Quella che segue è una ricognizione, un bilancio (anche se ci interessano più i desideri che i calcoli), una lettera aperta rivolta alle reti europee di movimento sulle contraddittorie giornate londinesi. Si tratta di un contributo parziale, una presa di parola in cerca di confronto, magari una frase in una composizione discorsiva più ampia, da condividere con tutti i gruppi, le singolarità, i “corpi” collettivi con cui abbiamo attraversato l’Esf dello scorso fine settimana.

Non ci interessa assumere un tono vittimistico e per questo, senza omettere nulla di quanto accaduto domenica (fermi preventivi, violenze subite da parte della polizia, arresti protetti e garantiti dal servizio d’ordine dell’Esf nei pressi del palco), preferiamo guardare gli elementi affermativi, le discontinuità, la tendenza di ricerca politica che da Londra in poi i movimenti si trovano irreversibilmente di fronte.

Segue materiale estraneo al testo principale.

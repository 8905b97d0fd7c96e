//! CLI configuration.
//!
//! Arguments are parsed with clap; every global option falls back to an
//! environment variable, then to a default.
//!
//! ```text
//! --store  / RECEIPT_STORE    sqlite | memory      (default: sqlite)
//! --db     / RECEIPT_DB_PATH  path to SQLite file  (default: receipts.db)
//! RUST_LOG                    log filter           (default: warn,receipt_db=info,receipt_cli=info)
//! ```

use std::path::PathBuf;

use clap::{Parser, Subcommand, ValueEnum};

/// Default SQLite file, next to where the command runs.
pub const DEFAULT_DB_PATH: &str = "receipts.db";

/// Which backend holds open receipts.
#[derive(Debug, Clone, Copy, PartialEq, Eq, Default, ValueEnum)]
pub enum StoreKind {
    /// SQLite file; receipts survive between runs.
    #[default]
    Sqlite,
    /// Process memory; receipts vanish on exit.
    Memory,
}

/// Sales tax receipt generator.
#[derive(Debug, Parser)]
#[command(name = "receipt", version, about)]
pub struct Cli {
    /// Receipt store backend.
    #[arg(long, env = "RECEIPT_STORE", value_enum, default_value_t = StoreKind::Sqlite, global = true)]
    pub store: StoreKind,

    /// SQLite database file (sqlite store only).
    #[arg(long, env = "RECEIPT_DB_PATH", default_value = DEFAULT_DB_PATH, global = true)]
    pub db: PathBuf,

    #[command(subcommand)]
    pub command: Command,
}

#[derive(Debug, Subcommand)]
pub enum Command {
    /// Price an item and add it to a receipt.
    Add {
        /// Receipt key; a fresh one is generated when omitted.
        #[arg(long, short)]
        key: Option<String>,

        /// Quantity (1-999).
        quantity: i64,

        /// Unit price, e.g. 12.49.
        price: String,

        /// Item name, e.g. imported box of chocolates.
        #[arg(required = true, num_args = 1..)]
        name: Vec<String>,
    },

    /// Print an open receipt without closing it.
    Show { key: String },

    /// Print a receipt and remove it from the store.
    Checkout { key: String },

    /// List open receipt keys.
    List,

    /// Remove every open receipt.
    Clear,

    /// Run the three sample baskets and print their receipts.
    Demo,
}
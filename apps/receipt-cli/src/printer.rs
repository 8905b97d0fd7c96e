//! Plain-text receipt rendering.
//!
//! ```text
//! Output 1:
//! 1 book: 12.49
//! 1 music CD: 16.49
//! 1 chocolate bar: 0.85
//! Sales Taxes: 1.50
//! Total: 29.83
//! ```

use receipt_core::Receipt;

/// Renders a receipt, one line per item followed by the tax and total lines.
///
/// No trailing newline.
pub fn render(receipt: &Receipt, header: Option<&str>) -> String {
    header
        .map(|h| format!("{h}:"))
        .into_iter()
        .chain(
            receipt
                .items()
                .iter()
                .map(|line| format!("{} {}: {}", line.quantity, line.name, line.price)),
        )
        .chain([
            format!("Sales Taxes: {}", receipt.sales_tax()),
            format!("Total: {}", receipt.total()),
        ])
        .collect::<Vec<_>>()
        .join("\n")
}

#[cfg(test)]
mod tests {
    use super::*;
    use chrono::Utc;
    use receipt_core::{LineItem, TaxPolicy};

    fn receipt(items: &[(i64, &str, &str)]) -> Receipt {
        let policy = TaxPolicy::default();
        let now = Utc::now();
        let mut receipt = Receipt::open("input1", now);
        for (qty, name, price) in items {
            let item = LineItem::parse(*qty, *name, price).unwrap();
            receipt.push(policy.price(&item), now).unwrap();
        }
        receipt
    }

    #[test]
    fn test_render_basket_one() {
        let r = receipt(&[
            (1, "book", "12.49"),
            (1, "music CD", "14.99"),
            (1, "chocolate bar", "0.85"),
        ]);

        assert_eq!(
            render(&r, Some("Output 1")),
            "Output 1:\n\
             1 book: 12.49\n\
             1 music CD: 16.49\n\
             1 chocolate bar: 0.85\n\
             Sales Taxes: 1.50\n\
             Total: 29.83"
        );
    }

    #[test]
    fn test_render_without_header() {
        let r = receipt(&[(2, "imported box of chocolates", "10.00")]);

        assert_eq!(
            render(&r, None),
            "2 imported box of chocolates: 10.50\nSales Taxes: 0.50\nTotal: 10.50"
        );
    }

    #[test]
    fn test_render_empty_receipt() {
        let r = Receipt::open("empty", Utc::now());
        assert_eq!(render(&r, None), "Sales Taxes: 0.00\nTotal: 0.00");
    }
}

Rompicapo per i “movimenti”, appunto, e non per chi ritiene di dover consolidare la costituzione, tutta interna alle categorie dell’autonomia del politico, di “spazi chiusi” di opinione pubblica compatibile, di società civile ad uso delle nuove socialdemocrazie europee! Per chi ritiene, infatti, di poter leggere in termini trionfalistici i 7.000-8.000 manifestanti “reali” di Trafalgar Square - mentre la polizia arrestava, metteva in un angolo la samba band e il cosiddetto carneval block (a cui è stato impedito dalla polizia di entrare nella piazza), mentre i fermi preventivi della mattinata di King’s Cross mettevano fuori gioco chi la sera prima aveva preso parola durante la contestazione praticata dalle reti autonome nei confronti del Forum ufficiale (Andrea, Vittorio, un compagno greco) - le “cose” di movimento parlano una lingua ormai estranea, marginale.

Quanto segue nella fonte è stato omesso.